Amit Jogi (born 7 August 1977) is an American-born Indian politician.

== Early life ==
Jogi is the son of former Chief Minister of Chhattisgarh Ajit Jogi. He was supposedly an American citizen by birth, and became an Indian citizen in July 2004 or 2002. His date and place of birth are unclear because he provided documents with contradictory information. However, at a later point, he stated his date of birth to be 7 August 1977, and his place of birth to be Dallas, United States. "I can't help where I was born... I was born in Dallas, USA, in 1977 and I was nationalized by LK Advani in 2002.
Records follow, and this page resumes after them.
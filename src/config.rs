//! Loading game configuration (prompts + gameplay knobs + preset documents)
//! from TOML.
//!
//! See `GameConfig` and `Prompts` for the expected schema.

use serde::Deserialize;
use tracing::{info, error};

#[derive(Clone, Debug, Deserialize, Default)]
pub struct GameConfig {
  #[serde(default)]
  pub prompts: Prompts,
  #[serde(default)]
  pub gameplay: Gameplay,
  #[serde(default)]
  pub documents: Vec<PresetDocument>,
}

/// A bundled trivia PDF the player can start a round from without uploading.
#[derive(Clone, Debug, Deserialize)]
pub struct PresetDocument {
  pub name: String,
  pub path: String,
}

/// Gameplay knobs. Defaults match the classic rules (5 letters, 6 guesses).
#[derive(Clone, Debug, Deserialize)]
pub struct Gameplay {
  #[serde(default = "default_chunk_size")]
  pub chunk_size: usize,
}

fn default_chunk_size() -> usize { 300 }

impl Default for Gameplay {
  fn default() -> Self {
    Self { chunk_size: default_chunk_size() }
  }
}

/// Prompts used by the OpenAI client. Defaults produce grounded trivia clues.
/// You can override them in TOML if you need to tune tone/structure.
#[derive(Clone, Debug, Deserialize)]
pub struct Prompts {
  /// System prompt for clue generation. Must insist on document-only facts.
  pub clue_system: String,
  /// User template for clue generation; `{context}` and `{word}` are filled in.
  pub clue_user_template: String,
  /// Shown when clue generation fails or no generative service is configured.
  pub fallback_clue: String,
}

impl Default for Prompts {
  fn default() -> Self {
    Self {
      clue_system: "You are a trivia game master. Your job is to write a single, clever, trivia-style clue for a word, using ONLY the text below. Only use facts and context from this document. Do not add outside information.".into(),
      clue_user_template: "Document Excerpt:\n\"\"\"\n{context}\n\"\"\"\n\nTarget Word: {word}\n\nWrite a trivia clue (1-2 sentences), grounded only in the document text:".into(),
      fallback_clue: "No generated clue available. The word is hidden somewhere in your document — use the hints!".into(),
    }
  }
}

/// Attempt to load `GameConfig` from GAME_CONFIG_PATH. On any parsing/IO error, returns None.
pub fn load_game_config_from_env() -> Option<GameConfig> {
  let path = std::env::var("GAME_CONFIG_PATH").ok()?;
  match std::fs::read_to_string(&path) {
    Ok(s) => match toml::from_str::<GameConfig>(&s) {
      Ok(cfg) => {
        info!(target: "wordl_backend", %path, "Loaded game config (TOML)");
        Some(cfg)
      }
      Err(e) => {
        error!(target: "wordl_backend", %path, error = %e, "Failed to parse TOML config");
        None
      }
    },
    Err(e) => {
      error!(target: "wordl_backend", %path, error = %e, "Failed to read TOML config file");
      None
    }
  }
}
Jogi is a 1998 graduate of St. Stephen's College, Delhi, has an MA in Politics and International Studies, from Jawaharlal Nehru University, Delhi, and an LLB from Pandit Ravishankar Shukla University, Raipur (2009).

== Career ==
He became a Member of the Legislative Assembly (MLA) representing Marwahi (Vidhan Sabha Constituency, Chhattisgarh) in 2013 Assembly Elections. He defeated the Bharatiya Janata Party candidate by the highest margin in the state: 46,250 votes.

He was said to have been involved in an operation of bribing Dilip Singh Judeo in 2003. This is per the statement given by Central Bureau of Investigation in Supreme Court of India in 2005

On 23 July 2011, Amit Jogi was attacked by a mob while campaigning for Tanya Solomon, the Indian National Congress (INC) candidate for the Jabera (Vidhan Sabha constituency) by-poll in Madhya Pradesh. Solomon is the daughter of the late Ratnesh Solomon who was a five-time MLA from the Jabera constituency, and Ajit Jogi's brother-in-law.

The INC expelled Jogi on 7 January 2017, for six years for indulging in anti-party activities. Jogi later said he would challenge his expulsion as the party is not anybody's bapoti (personal property).

On 2 March 2017, the Chhattisgarh Legislative Assembly passed a censure motion against Jogi for "unparliamentary" behaviour.

== Chhattisgarh Janata Congress ==

Chhattisgarh Janata Congress was founded by Ajit Jogi, after Jogi and his son Amit were expelled from INC for anti-party activities and for sabotaging Antagarh by-poll elections. Amit was expelled for six years.

Ajit Jogi launched a party in Thathapur village of Kawardha district and directly challenged Chhattisgarh Chief Minister Raman Singh.